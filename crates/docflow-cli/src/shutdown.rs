//! Shutdown signal handling.

use tokio::signal::ctrl_c;
#[cfg(unix)]
use tokio::signal::unix;

use crate::TRACING_TARGET_SHUTDOWN;

/// Waits for SIGINT (Ctrl+C) or, on unix, SIGTERM.
pub async fn shutdown_signal() {
    let ctrl_c = async {
        if let Err(e) = ctrl_c().await {
            tracing::error!(
                target: TRACING_TARGET_SHUTDOWN,
                error = %e,
                "Failed to install Ctrl+C handler"
            );
            std::future::pending::<()>().await;
        } else {
            tracing::info!(target: TRACING_TARGET_SHUTDOWN, "Received Ctrl+C signal");
        }
    };

    #[cfg(unix)]
    let terminate = async {
        match unix::signal(unix::SignalKind::terminate()) {
            Ok(mut signal) => {
                signal.recv().await;
                tracing::info!(target: TRACING_TARGET_SHUTDOWN, "Received SIGTERM signal");
            }
            Err(e) => {
                tracing::error!(
                    target: TRACING_TARGET_SHUTDOWN,
                    error = %e,
                    "Failed to install SIGTERM handler"
                );
                std::future::pending::<()>().await;
            }
        }
    };

    #[cfg(not(unix))]
    let terminate = std::future::pending::<()>();

    tokio::select! {
        () = ctrl_c => {},
        () = terminate => {},
    }
}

__What you should do__
Line by line, print the listing above exactly.

__Completed task__
filename crates/docflow-cli/src/shutdown.rs
//! Shutdown signal handling.

use tokio::signal::ctrl_c;
#[cfg(unix)]
use tokio::signal::unix;

use crate::TRACING_TARGET_SHUTDOWN;

/// Waits for SIGINT (Ctrl+C) or, on unix, SIGTERM.
pub async fn shutdown_signal() {
    let ctrl_c = async {
        if let Err(e) = ctrl_c().await {
            tracing::error!(
                target: TRACING_TARGET_SHUTDOWN,
                error = %e,
                "Failed to install Ctrl+C handler"
            );
            std::future::pending::<()>().await;
        } else {
            tracing::info!(target: TRACING_TARGET_SHUTDOWN, "Received Ctrl+C signal");
        }
    };

    #[cfg(unix)]
    let terminate = async {
        match unix::signal(unix::SignalKind::terminate()) {
            Ok(mut signal) => {
                signal.recv().await;
                tracing::info!(target: TRACING_TARGET_SHUTDOWN, "Received SIGTERM signal");
            }
            Err(e) => {
                tracing::error!(
                    target: TRACING_TARGET_SHUTDOWN,
                    error = %e,
                    "Failed to install SIGTERM handler"
                );
                std::future::pending::<()>().await;
            }
        }
    };

    #[cfg(not(unix))]
    let terminate = std::future::pending::<()>();

    tokio::select! {
        () = ctrl_c => {},
        () = terminate => {},
    }
}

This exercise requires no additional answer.